Bir gaziyi dinlerken…

İnsanın dışarı çıktığında adeta içinin okşandığı güzel bir eylül akşamı… Adet olduğu üzere mahallemizin duayen çiğ köftecisi  “Hayrettin Usta'nın” köftesinin acılığı ile muhabbetinin tatlılığını birleştirerek, hayatta acı ile tatlıyı birbirine kardeş kılmak için böylece bir lahza huzura ermek için Hayrettin Usta'nın mekanında dost meclisindeyiz. Bu mecliste hem yiyip içip muhabbet ediyoruz hem de birkaç dakikalık alışveriş aracılığıyla da olsa “İnsan, çeşit çeşit yer damar damar” hakikatini temaşa etme imkânı buluyoruz. Bu mütevazı mekânda her meslek, meşrep ve karakterden insan mevcut... Bir anda Türkiye hatta dünya haritası oluşuveriyor, bu haritayı seyretmek insana oldukça iyi geliyor.

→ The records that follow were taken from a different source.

//! Error types for the labeler crate.

use std::time::Duration;

use thiserror::Error;

/// Errors raised while deciding and reconciling labels.
#[derive(Error, Debug)]
pub enum LabelerError {
    // Configuration errors
    #[error("Configuration error: {reason}")]
    Config { reason: String },

    #[error("Invalid label name '{name}': {reason}")]
    InvalidLabelName { name: String, reason: String },

    #[error("Duplicate label '{name}' in configuration")]
    DuplicateLabel { name: String },

    // Trigger/event errors
    #[error("Could not resolve event target: {reason}")]
    Event { reason: String },

    // Decision errors
    #[error("Classifier output rejected: {reason}")]
    Decision { reason: String },

    // Transport errors
    #[error("GitHub API error: {status} - {message}")]
    GitHub { status: u16, message: String },

    #[error("Rate limit exceeded, reset in {reset_in:?}")]
    RateLimited { reset_in: Duration },

    #[error("AI error: {0}")]
    Ai(String),

    #[error("AI provider not configured: {provider}")]
    ProviderNotConfigured { provider: String },

    #[error("HTTP request failed: {0}")]
    Http(#[from] reqwest::Error),

    #[error("JSON error: {0}")]
    Json(#[from] serde_json::Error),

    #[error("I/O error: {0}")]
    Io(#[from] std::io::Error),
}

impl LabelerError {
    /// Whether re-running the same step may succeed.
    pub fn is_retryable(&self) -> bool {
        match self {
            Self::Decision { .. } | Self::RateLimited { .. } | Self::Http(_) => true,
            Self::GitHub { status, .. } => *status >= 500,
            _ => false,
        }
    }

    /// Whether this error was caused by bad configuration.
    pub fn is_config_error(&self) -> bool {
        matches!(
            self,
            Self::Config { .. } | Self::InvalidLabelName { .. } | Self::DuplicateLabel { .. }
        )
    }

    pub(crate) fn config(reason: impl Into<String>) -> Self {
        Self::Config {
            reason: reason.into(),
        }
    }

    pub(crate) fn decision(reason: impl Into<String>) -> Self {
        Self::Decision {
            reason: reason.into(),
        }
    }
}

/// Result alias used across the crate.
pub type LabelerResult<T> = Result<T, LabelerError>;

#[cfg(test)]
mod tests {
    use super::*;

    #[test]
    fn test_retryable_classification() {
        assert!(LabelerError::decision("not json").is_retryable());
        assert!(LabelerError::GitHub {
            status: 502,
            message: "bad gateway".to_string()
        }
        .is_retryable());
        assert!(!LabelerError::GitHub {
            status: 422,
            message: "validation failed".to_string()
        }
        .is_retryable());
        assert!(!LabelerError::config("bad").is_retryable());
    }

    #[test]
    fn test_config_error_classification() {
        assert!(LabelerError::DuplicateLabel {
            name: "bug".to_string()
        }
        .is_config_error());
        assert!(!LabelerError::decision("x").is_config_error());
    }
}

Her akşam olduğu gibi o akşamda yatsı namazını cemaatle kılmış, mekândaki taburede yerimizi almıştık. Mekâna geldiğimizde, eli yüzü temiz bir beyefendi bazen heyecanlanarak bazen duygulanarak bir şeyler anlatıyordu. Kulak misafiri olunca anladık ki meğer beyefendi hacdan gelmiş ve hac hatıralarını anlatıyormuş. Her Müslüman'da olduğu gibi Hac onda da derin izler tesirler bırakmış. Mekân sahibi Hayrettin Usta; “Hocam Mustafa Bey, 15 Temmuz gazisidir.” deyince o anda adeta hazır ola geçtim. İçimden ona karşı tarifsiz saygı, hürmet ve minnet duyguları hissettim. Gaziye yakın olalım belki şehitlik bulaşır, diyerek Mustafa Bey'in hemen yanına oturdum. Kendisiyle tanışmamız bir anda kaynaşmaya halleşmeye, dilleşmeye ve dertleşmeye dönüşüverdi. 15 Temmuz gazisi Mustafa Yuttadur Hoca ile bir yazının hacmini aşacak şeyler konuştuk. Kendisinin Taşkentli olduğunu öğrenince Sultan Aleaddin Keykubat'ın Taşkentliler için yaptığı “Çamlarınız kurumasın/ Güzelleriniz farımasın/ Sularınız soğumasın” şeklindeki tarihi makbul duasının muhteşem hikâyesini Mahmut Toptaş Hoca'dan yıllar sonra bir de ondan dinledim. Hikâye hala sıcacık… Gazi Mustafa Hoca hem bir akademisyen hem de bir iş adamı. Kendisi 15 Temmuz gecesinde Atatürk havalimanında gazilik şerefine ermiş. Biz kendisine gıpta ediyoruz, kendisi de şehitlere gıpta ediyor ve gözleri yaşararak şahadete bir adım kalmıştı, diyor.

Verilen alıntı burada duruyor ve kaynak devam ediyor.